Depuis mon arrivée rue de Grenelle, j'ai souhaité prendre le temps de la concertation, de l'écoute, du dialogue, avec les organisations syndicales, les associations de parents d'élèves et les représentants des lycéens.

Je souhaite maintenant faire le point sur l'état d'avancement des différents chantiers ouverts par mes prédécesseurs.

Premièrement, à la rentrée 2008, a été pris un ensemble cohérent de mesures pour l'école primaire, destinées à assurer la réussite de chaque élève.

Cette réforme passe en particulier par de nouveaux programmes d'enseignement, plus courts et plus précis, fixant clairement les connaissances et les compétences à acquérir, année après année. Il s'agit en fait de la déclinaison du socle commun de la loi dite « Fillon » de 2005.

Le deuxième volet de cette réforme de l'école primaire procède d'une conviction défendue par le Gouvernement : tout au long de la scolarité, il faut accorder aux élèves en difficulté la possibilité de bénéficier d'une aide personnalisée. Avec la suppression de la classe le samedi, outre que le temps de l'école a épousé le temps des familles, deux heures par semaine ont été dégagées pour un accompagnement individuel par petits groupes de quatre ou cinq élèves. Cela permet d'éviter le décrochage, dès le plus jeune âge, des enfants connaissant des difficultés notamment en lecture – c'est le cas de 15 % des élèves à l'entrée en sixième. L'année dernière, près d'un million d'élèves ont bénéficié de ce dispositif, sans compter les stages de remise à niveau que nous avons proposés aux élèves de CM1 et de CM2 pendant les vacances de printemps et à la fin des vacances d'été.

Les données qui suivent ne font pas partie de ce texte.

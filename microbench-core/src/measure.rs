//! High-Precision Timing
//!
//! Wraps the platform's monotonic clock (`std::time::Instant`). A `Timer` is
//! started fresh for every timed invocation so no state carries between runs.

use std::time::{Duration, Instant};

/// Timer for measuring a single benchmark iteration
#[derive(Debug, Clone, Copy)]
pub struct Timer {
    start: Instant,
}

impl Timer {
    /// Start a new timer
    #[inline(always)]
    pub fn start() -> Self {
        Self {
            start: Instant::now(),
        }
    }

    /// Elapsed time since `start`
    #[inline(always)]
    pub fn stop(&self) -> Duration {
        self.start.elapsed()
    }

    /// Elapsed whole microseconds since `start`, saturating at `u64::MAX`
    #[inline(always)]
    pub fn stop_micros(&self) -> u64 {
        u64::try_from(self.stop().as_micros()).unwrap_or(u64::MAX)
    }
}
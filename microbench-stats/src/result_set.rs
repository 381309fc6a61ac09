//! Result Set
//!
//! Immutable, ascending-sorted collection of per-run durations in microseconds.
//! Minimum, maximum and mean are derived from the sorted slice on every call;
//! nothing is cached alongside it.

use crate::StatsError;
use crate::formatting::format_micros;
use crate::summary::Summary;
use std::fmt;

/// Sorted measurements from one completed benchmark run.
#[derive(Debug, Clone, PartialEq, Eq)]
pub struct ResultSet {
    // Invariant: non-empty and sorted ascending.
    measurements: Box<[u64]>,
}

impl ResultSet {
    /// Build a result set from raw microsecond measurements.
    ///
    /// The input order does not matter; the stored copy is sorted ascending.
    ///
    /// # Errors
    /// Returns [`StatsError::EmptyResultSet`] when `measurements` is empty.
    pub fn new(mut measurements: Vec<u64>) -> Result<Self, StatsError> {
        if measurements.is_empty() {
            return Err(StatsError::EmptyResultSet);
        }
        measurements.sort_unstable();

        Ok(Self {
            measurements: measurements.into_boxed_slice(),
        })
    }

    /// Fastest run (first sorted element).
    pub fn bottom(&self) -> u64 {
        self.measurements[0]
    }

    /// Slowest run (last sorted element).
    pub fn peak(&self) -> u64 {
        self.measurements[self.measurements.len() - 1]
    }

    /// Arithmetic mean in microseconds, recomputed from the measurements.
    pub fn average(&self) -> f64 {
        self.total() as f64 / self.measurements.len() as f64
    }

    /// Sum of all measurements in microseconds.
    pub fn total(&self) -> u128 {
        self.measurements.iter().map(|&m| u128::from(m)).sum()
    }

    /// Sorted measurements, read-only.
    pub fn measurements(&self) -> &[u64] {
        &self.measurements
    }

    /// Number of timed runs.
    pub fn len(&self) -> usize {
        self.measurements.len()
    }

    /// Result sets are never empty.
    pub fn is_empty(&self) -> bool {
        false
    }

    /// One-line summary: peak, bottom, then average rounded to the nearest microsecond.
    pub fn render(&self) -> String {
        format!(
            "peak: {}, bottom: {}, average: {}",
            format_micros(self.peak()),
            format_micros(self.bottom()),
            format_micros(self.average().round() as u64),
        )
    }

    /// Serializable snapshot of the derived statistics.
    pub fn summary(&self, name: impl Into<String>) -> Summary {
        Summary {
            name: name.into(),
            count: self.len(),
            bottom_us: self.bottom(),
            peak_us: self.peak(),
            average_us: self.average(),
        }
    }
}

impl fmt::Display for ResultSet {
    fn fmt(&self, f: &mut fmt::Formatter<'_>) -> fmt::Result {
        f.write_str(&self.render())
    }
}

impl TryFrom<Vec<u64>> for ResultSet {
    type Error = StatsError;

    fn try_from(measurements: Vec<u64>) -> Result<Self, Self::Error> {
        Self::new(measurements)
    }
}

Le troisième volet concerne la mise en place d'une évaluation des acquis de tous les élèves scolarisés dans les écoles publiques et dans les écoles privées sous contrat, en français et en mathématiques, à deux moments clés : en fin de CE1 et en fin de CM2.

Nous avons également instauré des mesures d'accompagnement personnalisé au collège. Le Président de la République s'était engagé à mettre fin au phénomène des « orphelins de seize heures ». Pour ces enfants un peu livrés à eux-mêmes, issus d'un milieu modeste, dont les parents travaillent ou dont la famille est déstructurée, nous avons mis sur pied l'accompagnement éducatif, étendu à l'ensemble des collèges : 700 000 collégiens en bénéficient aujourd'hui, soit un sur trois – un sur deux dans certains départements. Nous avons étendu ce dispositif aux écoles des zones d'éducation prioritaire. Nous pensons que cela constitue une vraie réponse à l'échec scolaire. Ces élèves reçoivent du soutien scolaire mais peuvent également bénéficier d'une ouverture culturelle ou pratiquer une discipline sportive pendant les deux heures prévues.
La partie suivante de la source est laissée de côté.